Unless you can quote the exact bits of the proposed rules that say 'any mobile device will have a micro-USB port' (or whatever port would be considered even more 'standard'), I'm going to assume everyone is just getting all worked up about nothing again, because "OMG iPhone does not have micro-USB, make them add it!".
* Because it's an active cable, not just a pin mapping.
* Because they can.
As for why a law now when it worked without it until now
> "The Common EPS Memorandum of Understanding expired at the end of 2012. The European Commission reported that all of the MoU signatories, "have met their obligations under the MoU," but that most of the signatories declined an EC request to extend the MoU beyond 2012"
[1] http://en.wikipedia.org/wiki/Common_External_Power_Supply
Sony is a good example - look at their MiniDisc fiasco (I owned several MiniDisc devices), or their MemoryStick format.

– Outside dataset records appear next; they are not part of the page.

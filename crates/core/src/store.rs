//! Per-build environment records.
//!
//! Each build owns exactly one [`EnvRecord`]. `upsert` either creates the
//! record or replaces its variables wholesale; there is no field-level merge
//! with the previous record. Readers observe either the old complete record
//! or the new one, never a mix.
//!
//! # Storage Layout (JSON store)
//!
//! ```text
//! <base_path>/
//! └── <build-id>.json    # One EnvRecord per build
//! ```

use std::collections::HashMap;
use std::fs;
use std::io;
use std::path::PathBuf;
use std::sync::RwLock;

use serde::{Deserialize, Serialize};
use tracing::debug;

use crate::error::InjectError;
use crate::vars::VarMap;

/// The persisted environment of one build.
#[derive(Debug, Clone, Serialize, Deserialize)]
pub struct EnvRecord {
    pub build_id: String,
    pub vars: VarMap,
}

/// Build-scoped persistence for resolved environments.
///
/// `upsert` must be atomic per build id; each id is logically owned by one
/// in-flight pipeline at a time, so no further locking is required.
pub trait EnvStore: Send + Sync {
    /// Create the record for `build_id`, or replace its entire content.
    fn upsert(&self, build_id: &str, vars: VarMap) -> Result<(), InjectError>;

    /// The recorded environment, if any. Used by child builds and by
    /// inspection tooling.
    fn get(&self, build_id: &str) -> Result<Option<VarMap>, InjectError>;
}

/// In-memory store for tests and embedded use.
#[derive(Debug, Default)]
pub struct MemoryEnvStore {
    records: RwLock<HashMap<String, EnvRecord>>,
}

impl MemoryEnvStore {
    pub fn new() -> Self {
        Self::default()
    }
}

impl EnvStore for MemoryEnvStore {
    fn upsert(&self, build_id: &str, vars: VarMap) -> Result<(), InjectError> {
        let mut records = self
            .records
            .write()
            .map_err(|e| InjectError::Store(e.to_string()))?;
        records.insert(
            build_id.to_string(),
            EnvRecord {
                build_id: build_id.to_string(),
                vars,
            },
        );
        Ok(())
    }

    fn get(&self, build_id: &str) -> Result<Option<VarMap>, InjectError> {
        let records = self
            .records
            .read()
            .map_err(|e| InjectError::Store(e.to_string()))?;
        Ok(records.get(build_id).map(|r| r.vars.clone()))
    }
}

/// On-disk store writing one pretty-printed JSON file per build.
///
/// Writes go through a temp file and rename, so a concurrent reader sees
/// either the previous complete record or the new one.
#[derive(Debug, Clone)]
pub struct JsonEnvStore {
    base_path: PathBuf,
}

impl JsonEnvStore {
    pub fn new(base_path: impl Into<PathBuf>) -> Self {
        Self {
            base_path: base_path.into(),
        }
    }

    pub fn base_path(&self) -> &PathBuf {
        &self.base_path
    }

    fn record_path(&self, build_id: &str) -> PathBuf {
        self.base_path.join(format!("{build_id}.json"))
    }
}

impl EnvStore for JsonEnvStore {
    fn upsert(&self, build_id: &str, vars: VarMap) -> Result<(), InjectError> {
        fs::create_dir_all(&self.base_path)?;

        let record = EnvRecord {
            build_id: build_id.to_string(),
            vars,
        };

        let path = self.record_path(build_id);
        let temp_path = self.base_path.join(format!("{build_id}.json.tmp"));

        let content = serde_json::to_string_pretty(&record)
            .map_err(|e| InjectError::Store(e.to_string()))?;
        fs::write(&temp_path, &content)?;
        fs::rename(&temp_path, &path)?;

        debug!(build_id, path = %path.display(), "recorded build environment");
        Ok(())
    }

    fn get(&self, build_id: &str) -> Result<Option<VarMap>, InjectError> {
        let path = self.record_path(build_id);

        let content = match fs::read_to_string(&path) {
            Ok(content) => content,
            Err(e) if e.kind() == io::ErrorKind::NotFound => return Ok(None),
            Err(e) => return Err(e.into()),
        };

        let record: EnvRecord =
            serde_json::from_str(&content).map_err(|e| InjectError::Store(e.to_string()))?;
        Ok(Some(record.vars))
    }
}
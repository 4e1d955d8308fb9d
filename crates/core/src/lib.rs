//! buildenv-core: environment injection engine
//!
//! This crate collects environment variables for a build from a fixed set of
//! origins (node facts, build parameters, trigger causes, an injection
//! script, property files, registered contributors), merges them under a
//! deterministic precedence order, resolves `${NAME}` references between
//! values, and persists the result per build so later stages and child
//! builds observe a consistent snapshot.

pub mod contrib;
pub mod error;
pub mod mask;
pub mod pipeline;
pub mod properties;
pub mod resolve;
pub mod script;
pub mod source;
pub mod store;
pub mod trigger;
pub mod vars;

pub use contrib::Contributor;
pub use error::InjectError;
pub use mask::{SecretEntry, SecretError, SecretProvider, StaticSecrets, mask_secrets};
pub use pipeline::{BuildContext, InjectionConfig, Pipeline, RunOutcome};
pub use properties::{InlineProperties, PropertiesFile, PropertySource, parse_properties};
pub use resolve::{expand, resolve};
pub use script::{ScriptOutput, ScriptRunner, ScriptSpec, ShellScriptRunner};
pub use source::{SourceKind, SourceSet, merge_into, merge_sources};
pub use store::{EnvRecord, EnvStore, JsonEnvStore, MemoryEnvStore};
pub use trigger::{TriggerKind, trigger_vars};
pub use vars::{VarMap, varmap};

/// Result type for injection operations
pub type Result<T> = std::result::Result<T, InjectError>;
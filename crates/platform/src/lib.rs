//! Platform detection and node facts for buildenv
//!
//! This crate provides the host-side inputs to environment injection:
//! - Node identity (platform label, hostname, username)
//! - A snapshot of the process environment

mod error;
mod node;

pub use error::PlatformError;
pub use node::{NodeInfo, platform_label, system_env};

Just use a open format like SD, and stick to it.
Or look at every single phone manufacturer back in the early 2000's, that had to invent their own (usually) inferior charging standard, in some misguided hope you'd stick with them due to all the chargers you'd bought.
Or the proliferation of laptop charging standards/pins.

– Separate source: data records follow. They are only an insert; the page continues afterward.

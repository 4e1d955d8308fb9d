use std::path::{Path, PathBuf};
use std::sync::Arc;

use anyhow::{Context, Result};
use clap::{Parser, Subcommand};
use console::{Term, style};
use serde::Deserialize;
use tracing::{debug, info};
use tracing_subscriber::EnvFilter;

use buildenv_core::{
    BuildContext, EnvStore, InjectionConfig, JsonEnvStore, Pipeline, SecretEntry, StaticSecrets,
    TriggerKind, VarMap,
};
use buildenv_platform::NodeInfo;

/// buildenv - build environment injection
#[derive(Parser)]
#[command(name = "buildenv")]
#[command(author, version, about, long_about = None)]
struct Cli {
    /// Directory holding recorded build environments
    #[arg(long, global = true, default_value = ".buildenv")]
    store: PathBuf,

    #[command(subcommand)]
    command: Commands,
}

#[derive(Subcommand)]
enum Commands {
    /// Run the injection pipeline for a build
    Run {
        /// Path to the job configuration file (default: buildenv.toml)
        #[arg(default_value = "buildenv.toml")]
        config: PathBuf,

        /// Build identifier (overrides the config file)
        #[arg(short, long)]
        build_id: Option<String>,
    },

    /// Copy a parent build's recorded environment to a child build
    Child {
        /// Child build identifier
        build_id: String,

        /// Parent build identifier
        parent_id: String,
    },

    /// Print the recorded environment of a build
    Show {
        /// Build identifier
        build_id: String,

        /// Emit the record as JSON instead of KEY=VALUE lines
        #[arg(long)]
        json: bool,
    },

    /// Show node facts that would be injected
    Node,
}

/// On-disk job configuration: the injection settings plus everything the
/// host would normally hand over per build.
#[derive(Debug, Default, Deserialize)]
#[serde(deny_unknown_fields)]
struct JobConfig {
    #[serde(default)]
    build_id: Option<String>,

    #[serde(default)]
    workspace: Option<PathBuf>,

    #[serde(default)]
    params: VarMap,

    #[serde(default)]
    triggers: Vec<TriggerKind>,

    #[serde(default)]
    secrets: Vec<SecretEntry>,

    #[serde(default)]
    injection: Option<InjectionConfig>,
}

impl JobConfig {
    fn load(path: &Path) -> Result<Self> {
        let content = std::fs::read_to_string(path)
            .with_context(|| format!("reading {}", path.display()))?;
        toml::from_str(&content).with_context(|| format!("parsing {}", path.display()))
    }
}

#[tokio::main]
async fn main() -> Result<()> {
    // Initialize logging
    tracing_subscriber::fmt()
        .with_env_filter(EnvFilter::from_default_env())
        .without_time()
        .init();

    let cli = Cli::parse();
    let store = Arc::new(JsonEnvStore::new(cli.store));

    match cli.command {
        Commands::Run { config, build_id } => cmd_run(&config, build_id, store).await,
        Commands::Child {
            build_id,
            parent_id,
        } => cmd_child(&build_id, &parent_id, store).await,
        Commands::Show { build_id, json } => cmd_show(&build_id, json, store),
        Commands::Node => cmd_node(),
    }
}

async fn cmd_run(
    config_path: &Path,
    build_id: Option<String>,
    store: Arc<JsonEnvStore>,
) -> Result<()> {
    let term = Term::stderr();

    if !config_path.exists() {
        term.write_line(&format!(
            "{} Config file not found: {}",
            style("error:").red().bold(),
            config_path.display()
        ))?;
        std::process::exit(1);
    }

    let job = JobConfig::load(config_path)?;
    debug!(config = %config_path.display(), "loaded job configuration");
    let build_id = build_id
        .or(job.build_id)
        .context("no build id: pass --build-id or set build_id in the config")?;

    term.write_line(&format!(
        "{} Preparing environment for build {}",
        style("::").cyan().bold(),
        build_id
    ))?;

    let mut ctx = BuildContext::new(&build_id).with_params(job.params);
    if let Some(workspace) = job.workspace {
        ctx = ctx.with_workspace(workspace);
    }
    ctx = ctx.with_triggers(job.triggers);

    let pipeline = Pipeline::new(job.injection.unwrap_or_default(), store);

    let outcome = match pipeline.run(&ctx).await {
        Ok(outcome) => outcome,
        Err(e) => {
            term.write_line(&format!(
                "{} Injection failed: {}",
                style("error:").red().bold(),
                e
            ))?;
            std::process::exit(1);
        }
    };

    let Some(vars) = outcome.injected() else {
        term.write_line(&format!(
            "{} Injection disabled for this job, nothing recorded",
            style("::").cyan().bold()
        ))?;
        return Ok(());
    };

    // A CLI run is also the build's completion, so mask right away
    if !job.secrets.is_empty() {
        info!(build_id = %build_id, count = job.secrets.len(), "masking configured secrets");
        pipeline.complete(&build_id, &StaticSecrets::new(job.secrets))?;
    }

    term.write_line(&format!(
        "{} Recorded {} variable(s) for build {}",
        style("::").green().bold(),
        vars.len(),
        build_id
    ))?;

    Ok(())
}

async fn cmd_child(build_id: &str, parent_id: &str, store: Arc<JsonEnvStore>) -> Result<()> {
    let term = Term::stderr();

    let pipeline = Pipeline::new(InjectionConfig::default(), store);
    let ctx = BuildContext::new(build_id);

    match pipeline.run_child(&ctx, parent_id).await {
        Ok(outcome) => {
            let count = outcome.injected().map(VarMap::len).unwrap_or(0);
            term.write_line(&format!(
                "{} Build {} inherited {} variable(s) from {}",
                style("::").green().bold(),
                build_id,
                count,
                parent_id
            ))?;
            Ok(())
        }
        Err(e) => {
            term.write_line(&format!(
                "{} Inheritance failed: {}",
                style("error:").red().bold(),
                e
            ))?;
            std::process::exit(1);
        }
    }
}

fn cmd_show(build_id: &str, json: bool, store: Arc<JsonEnvStore>) -> Result<()> {
    let term = Term::stderr();

    let Some(vars) = store.get(build_id)? else {
        term.write_line(&format!(
            "{} No environment recorded for build {}",
            style("error:").red().bold(),
            build_id
        ))?;
        std::process::exit(1);
    };

    if json {
        println!("{}", serde_json::to_string_pretty(&vars)?);
    } else {
        for (name, value) in &vars {
            println!("{name}={value}");
        }
    }

    Ok(())
}

fn cmd_node() -> Result<()> {
    let term = Term::stderr();
    let node = NodeInfo::detect()?;

    term.write_line(&format!(
        "{} buildenv v{}",
        style("::").cyan().bold(),
        env!("CARGO_PKG_VERSION")
    ))?;
    term.write_line("")?;
    for (name, value) in &node.as_vars() {
        term.write_line(&format!("  {name:<14} {value}"))?;
    }

    Ok(())
}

Guys - we're delivering power to a portable devices - it's not like we're designing the bloody ISS.
Yes, I can admire the engineering that goes into say, the Lightning adapter being reversible.
But look at all the ridiculousness of Apple's previous 30-pin connector. They could have just used USB. But then the Apple fans goes "But...but....you can't use TV out!". Yeah, well, the Samsung Galaxy II and MHL would disagree with you.
And look at their MagSafe versus MagSafe 2 connectors - they had to change their entire adapter and make it incompatible just to make it what, 2mm thinner?
And even though I don't own an iDevices, I think it's absurd that Apple charges "licensing" fees to use it's connector, and needs to add in "authentication" chips. Really?
This is as bad as inkjet manufacturers like Lexmark putting in authentication chips to their ink catridges.
Same sort of proprietary vendor lock-in nonsense.
It's not about preferred configuration. It's about not producing tonnes of electronic waste by having to require an unreasonable magnitude of charger and device configurations.